L’idée est de créer des liens entre les institutions d’enseignement et de recherche, les organismes sur le terrain, et la population.

Priscilla Ananian, nouvelle vice-rectrice associée à la relance du Quartier latin de l’UQAM

« L’identité première du Quartier latin est le savoir », poursuit Mme Ananian, qui brandit une carte illustrant la concentration de tous les établissements autour de la rue Saint-Denis. À distance de marche, en partant du Centre de recherche du CHUM, on remonte jusqu’à l’ITHQ en passant par l’UQAM et la Grande Bibliothèque, pour ne nommer que ceux-là.

Le travail de la vice-rectrice consiste donc à dérouler un fil qui reliera toutes ces entités, à les asseoir autour d’une table et à stimuler les échanges pour élaborer une vision commune. Pas une mince tâche quand on sait comment il est difficile de mobiliser tous les ordres de gouvernement autour d’un même projet. Les ministères travaillent en silo et les programmes de subvention sont tellement définis que tout projet le moindrement novateur peine à rentrer dans les petites cases. Mme Ananian dit être très consciente des obstacles qui l’attendent, mais assure qu’elle est TRÈS motivée.

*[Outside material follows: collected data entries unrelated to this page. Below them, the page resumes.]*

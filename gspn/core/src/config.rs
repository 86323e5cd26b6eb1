use std::time::Duration;

use serde::{Deserialize, Serialize};

use crate::error::{GspnError, Result};

/// Tunables of one scheduler instance. Missing fields take the defaults below.
#[derive(Debug, Clone, PartialEq, Eq, Serialize, Deserialize)]
#[serde(default, deny_unknown_fields)]
pub struct SchedulerConfig {
    /// Number of hardware cores.
    pub core_count: usize,
    /// Command slots in the pool.
    pub kcmd_max: usize,
    /// Largest `n` accepted by one submission.
    pub cmd_array_max: usize,
    /// How long a submitter waits for free slots.
    pub capacity_wait_ms: u64,
    /// How long a synchronous submitter waits for completion.
    pub sync_wait_ms: u64,
    /// Execution deadline of one trigger.
    pub exec_timeout_ms: u64,
    /// Per-fence wait before triggering an asynchronous command.
    pub fence_wait_ms: u64,
    /// Per-fence wait once a fence of the same command has failed.
    pub fence_wait_degraded_ms: u64,
    /// How long a suspend caller waits for the drain.
    pub suspend_wait_ms: u64,
    /// Worker re-check delay when a free core has queued work.
    pub dispatch_nudge_ms: u64,
    /// Scaler coefficient tables kept in the cache.
    pub coef_cache_max: usize,
}

impl Default for SchedulerConfig {
    fn default() -> Self {
        Self {
            core_count: 2,
            kcmd_max: 32,
            cmd_array_max: gspn_spec::CMD_ARRAY_MAX as usize,
            capacity_wait_ms: 500,
            sync_wait_ms: 1000,
            exec_timeout_ms: 500,
            fence_wait_ms: 3000,
            fence_wait_degraded_ms: 1,
            suspend_wait_ms: 500,
            dispatch_nudge_ms: 1,
            coef_cache_max: 32,
        }
    }
}

impl SchedulerConfig {
    /// Reject configurations the scheduler cannot run with.
    pub fn validate(&self) -> Result<()> {
        if self.core_count == 0 {
            return Err(GspnError::InvalidArgument("core_count must be at least 1".into()));
        }
        if self.kcmd_max == 0 {
            return Err(GspnError::InvalidArgument("kcmd_max must be at least 1".into()));
        }
        if self.cmd_array_max == 0 || self.cmd_array_max > gspn_spec::CMD_ARRAY_MAX as usize {
            return Err(GspnError::InvalidArgument(format!(
                "cmd_array_max must be within 1..={}",
                gspn_spec::CMD_ARRAY_MAX
            )));
        }
        if self.cmd_array_max > self.kcmd_max {
            return Err(GspnError::InvalidArgument(
                "cmd_array_max cannot exceed kcmd_max".into(),
            ));
        }
        if self.coef_cache_max == 0 {
            return Err(GspnError::InvalidArgument("coef_cache_max must be at least 1".into()));
        }
        Ok(())
    }

    /// Capacity wait as a [`Duration`].
    pub fn capacity_wait(&self) -> Duration {
        Duration::from_millis(self.capacity_wait_ms)
    }

    /// Synchronous completion wait as a [`Duration`].
    pub fn sync_wait(&self) -> Duration {
        Duration::from_millis(self.sync_wait_ms)
    }

    /// Execution deadline as a [`Duration`].
    pub fn exec_timeout(&self) -> Duration {
        Duration::from_millis(self.exec_timeout_ms)
    }

    /// Acquire-fence wait as a [`Duration`].
    pub fn fence_wait(&self) -> Duration {
        Duration::from_millis(self.fence_wait_ms)
    }

    /// Acquire-fence wait after a failure as a [`Duration`].
    pub fn fence_wait_degraded(&self) -> Duration {
        Duration::from_millis(self.fence_wait_degraded_ms)
    }

    /// Suspend drain wait as a [`Duration`].
    pub fn suspend_wait(&self) -> Duration {
        Duration::from_millis(self.suspend_wait_ms)
    }

    /// Dispatch nudge as a [`Duration`].
    pub fn dispatch_nudge(&self) -> Duration {
        Duration::from_millis(self.dispatch_nudge_ms)
    }
}

#[cfg(test)]
mod tests {
    use super::*;

    #[test]
    fn defaults_are_valid() {
        let cfg = SchedulerConfig::default();
        cfg.validate().unwrap();
        assert_eq!(cfg.capacity_wait(), Duration::from_millis(500));
        assert_eq!(cfg.sync_wait(), Duration::from_secs(1));
    }

    #[test]
    fn zero_cores_is_rejected() {
        let cfg = SchedulerConfig {
            core_count: 0,
            ..SchedulerConfig::default()
        };
        assert!(matches!(cfg.validate(), Err(GspnError::InvalidArgument(_))));
    }

    #[test]
    fn partial_json_keeps_defaults() {
        let cfg: SchedulerConfig = serde_json::from_str(r#"{"core_count": 4}"#).unwrap();
        assert_eq!(cfg.core_count, 4);
        assert_eq!(cfg.kcmd_max, 32);
        assert!(serde_json::from_str::<SchedulerConfig>(r#"{"cores": 4}"#).is_err());
    }
}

« L’institution que je représente est un acteur majeur qui peut jouer un rôle de catalyseur, croit-elle. Avec ses 5000 employés, l’UQAM est le plus gros employeur du quartier. Et le plus important propriétaire foncier avec ses pavillons de la rue Saint-Denis et son complexe des sciences. On peut faire plus que ce qu’on fait déjà. »

S’ouvrir sur les autres

Comment créer un lien entre les établissements et la rue ? De manière très pragmatique, ça commence par l’aspect des façades des édifices. Mme Ananian me rappelle que plusieurs bâtiments du Quartier latin, dont l’UQAM, ont été construits dans les années 1960-1970. Ils sont très robustes, et peu ouverts sur l’extérieur. Le projet Métamorphose, qui vise à moderniser la bibliothèque du pavillon Hubert-Aquin de l’UQAM, prévoit donc des ouvertures sur la façade de la rue Berri, entre la rue Sainte-Catherine et le boulevard René-Lévesque, question de créer un lien entre la communauté universitaire et l’espace public. La vice-rectrice estime que les autres établissements devraient, eux aussi, repenser leur façade.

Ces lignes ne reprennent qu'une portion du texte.